▶ _RECORDS FOR THE EXERCISE_:
..............................

//! Detection input type and the trait for detection backends.

use crate::tracker::Rect;

/// A single detection produced by an external detector for one frame.
///
/// The tracker only ever looks at the bounding box; label and confidence
/// ride along untouched and are re-attached to track ids after each update.
#[derive(Debug, Clone)]
pub struct Detection {
    /// Bounding box of the detected object
    pub bbox: Rect,
    /// Class label reported by the detector
    pub label: String,
    /// Detection confidence score
    pub confidence: f32,
}

impl Detection {
    /// Create a detection from TLBR corners, a label, and a confidence score.
    pub fn new(x1: f32, y1: f32, x2: f32, y2: f32, label: impl Into<String>, confidence: f32) -> Self {
        Self {
            bbox: Rect::from_tlbr(x1, y1, x2, y2),
            label: label.into(),
            confidence,
        }
    }

    pub fn from_rect(bbox: Rect, label: impl Into<String>, confidence: f32) -> Self {
        Self {
            bbox,
            label: label.into(),
            confidence,
        }
    }
}

/// Trait for object detection inference backends.
///
/// Implement this trait to connect any detection model to the tracker
/// pipeline.
///
/// # Example
///
/// ```ignore
/// use centroidtrack_rs::{DetectionSource, Detection};
///
/// struct MyDetector {
///     // Your model here
/// }
///
/// impl DetectionSource for MyDetector {
///     type Error = std::io::Error;
///
///     fn detect(&mut self, input: &[u8], width: u32, height: u32) -> Result<Vec<Detection>, Self::Error> {
///         // Run inference and return detections
///         Ok(vec![])
///     }
/// }
/// ```
pub trait DetectionSource {
    /// Error type for detection failures.
    type Error;

    /// Run inference on raw image data and return detections.
    ///
    /// # Arguments
    /// * `input` - Raw image bytes (format depends on implementation)
    /// * `width` - Image width in pixels
    /// * `height` - Image height in pixels
    ///
    /// # Returns
    /// A vector of `Detection` objects, or an error.
    fn detect(
        &mut self,
        input: &[u8],
        width: u32,
        height: u32,
    ) -> Result<Vec<Detection>, Self::Error>;
}
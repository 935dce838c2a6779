//! Builder for creating Detection objects from various input formats.

use super::Detection;

/// Builder for creating `Detection` objects from various input formats.
#[derive(Debug, Clone, Default)]
pub struct DetectionBuilder {
    x1: f32,
    y1: f32,
    x2: f32,
    y2: f32,
    label: String,
    confidence: f32,
}

impl DetectionBuilder {
    /// Create a new detection builder.
    pub fn new() -> Self {
        Self::default()
    }

    /// Set bounding box in TLBR format (x1, y1, x2, y2).
    pub fn tlbr(mut self, x1: f32, y1: f32, x2: f32, y2: f32) -> Self {
        self.x1 = x1;
        self.y1 = y1;
        self.x2 = x2;
        self.y2 = y2;
        self
    }

    /// Set bounding box in XYWH format (center_x, center_y, width, height).
    pub fn xywh(mut self, cx: f32, cy: f32, w: f32, h: f32) -> Self {
        self.x1 = cx - w / 2.0;
        self.y1 = cy - h / 2.0;
        self.x2 = cx + w / 2.0;
        self.y2 = cy + h / 2.0;
        self
    }

    /// Set bounding box in TLWH format (top, left, width, height).
    pub fn tlwh(mut self, t: f32, l: f32, w: f32, h: f32) -> Self {
        self.x1 = l;
        self.y1 = t;
        self.x2 = l + w;
        self.y2 = t + h;
        self
    }

    /// Set the class label.
    pub fn label(mut self, label: impl Into<String>) -> Self {
        self.label = label.into();
        self
    }

    /// Set the confidence score.
    pub fn confidence(mut self, confidence: f32) -> Self {
        self.confidence = confidence;
        self
    }

    /// Build the final `Detection`.
    pub fn build(self) -> Detection {
        Detection::new(self.x1, self.y1, self.x2, self.y2, self.label, self.confidence)
    }
}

..............................

▶ _DIRECTIONS_: Every line of the listing must be written out again exactly.

▶ _SOLUTION BELOW_:
//! Detection input type and the trait for detection backends.

use crate::tracker::Rect;

/// A single detection produced by an external detector for one frame.
///
/// The tracker only ever looks at the bounding box; label and confidence
/// ride along untouched and are re-attached to track ids after each update.
#[derive(Debug, Clone)]
pub struct Detection {
    /// Bounding box of the detected object
    pub bbox: Rect,
    /// Class label reported by the detector
    pub label: String,
    /// Detection confidence score
    pub confidence: f32,
}

impl Detection {
    /// Create a detection from TLBR corners, a label, and a confidence score.
    pub fn new(x1: f32, y1: f32, x2: f32, y2: f32, label: impl Into<String>, confidence: f32) -> Self {
        Self {
            bbox: Rect::from_tlbr(x1, y1, x2, y2),
            label: label.into(),
            confidence,
        }
    }

    pub fn from_rect(bbox: Rect, label: impl Into<String>, confidence: f32) -> Self {
        Self {
            bbox,
            label: label.into(),
            confidence,
        }
    }
}

/// Trait for object detection inference backends.
///
/// Implement this trait to connect any detection model to the tracker
/// pipeline.
///
/// # Example
///
/// ```ignore
/// use centroidtrack_rs::{DetectionSource, Detection};
///
/// struct MyDetector {
///     // Your model here
/// }
///
/// impl DetectionSource for MyDetector {
///     type Error = std::io::Error;
///
///     fn detect(&mut self, input: &[u8], width: u32, height: u32) -> Result<Vec<Detection>, Self::Error> {
///         // Run inference and return detections
///         Ok(vec![])
///     }
/// }
/// ```
pub trait DetectionSource {
    /// Error type for detection failures.
    type Error;

    /// Run inference on raw image data and return detections.
    ///
    /// # Arguments
    /// * `input` - Raw image bytes (format depends on implementation)
    /// * `width` - Image width in pixels
    /// * `height` - Image height in pixels
    ///
    /// # Returns
    /// A vector of `Detection` objects, or an error.
    fn detect(
        &mut self,
        input: &[u8],
        width: u32,
        height: u32,
    ) -> Result<Vec<Detection>, Self::Error>;
}
repository 935dce838c2a6779
//! Builder for creating Detection objects from various input formats.

use super::Detection;

/// Builder for creating `Detection` objects from various input formats.
#[derive(Debug, Clone, Default)]
pub struct DetectionBuilder {
    x1: f32,
    y1: f32,
    x2: f32,
    y2: f32,
    label: String,
    confidence: f32,
}

impl DetectionBuilder {
    /// Create a new detection builder.
    pub fn new() -> Self {
        Self::default()
    }

    /// Set bounding box in TLBR format (x1, y1, x2, y2).
    pub fn tlbr(mut self, x1: f32, y1: f32, x2: f32, y2: f32) -> Self {
        self.x1 = x1;
        self.y1 = y1;
        self.x2 = x2;
        self.y2 = y2;
        self
    }

    /// Set bounding box in XYWH format (center_x, center_y, width, height).
    pub fn xywh(mut self, cx: f32, cy: f32, w: f32, h: f32) -> Self {
        self.x1 = cx - w / 2.0;
        self.y1 = cy - h / 2.0;
        self.x2 = cx + w / 2.0;
        self.y2 = cy + h / 2.0;
        self
    }

    /// Set bounding box in TLWH format (top, left, width, height).
    pub fn tlwh(mut self, t: f32, l: f32, w: f32, h: f32) -> Self {
        self.x1 = l;
        self.y1 = t;
        self.x2 = l + w;
        self.y2 = t + h;
        self
    }

    /// Set the class label.
    pub fn label(mut self, label: impl Into<String>) -> Self {
        self.label = label.into();
        self
    }

    /// Set the confidence score.
    pub fn confidence(mut self, confidence: f32) -> Self {
        self.confidence = confidence;
        self
    }

    /// Build the final `Detection`.
    pub fn build(self) -> Detection {
        Detection::new(self.x1, self.y1, self.x2, self.y2, self.label, self.confidence)
    }
}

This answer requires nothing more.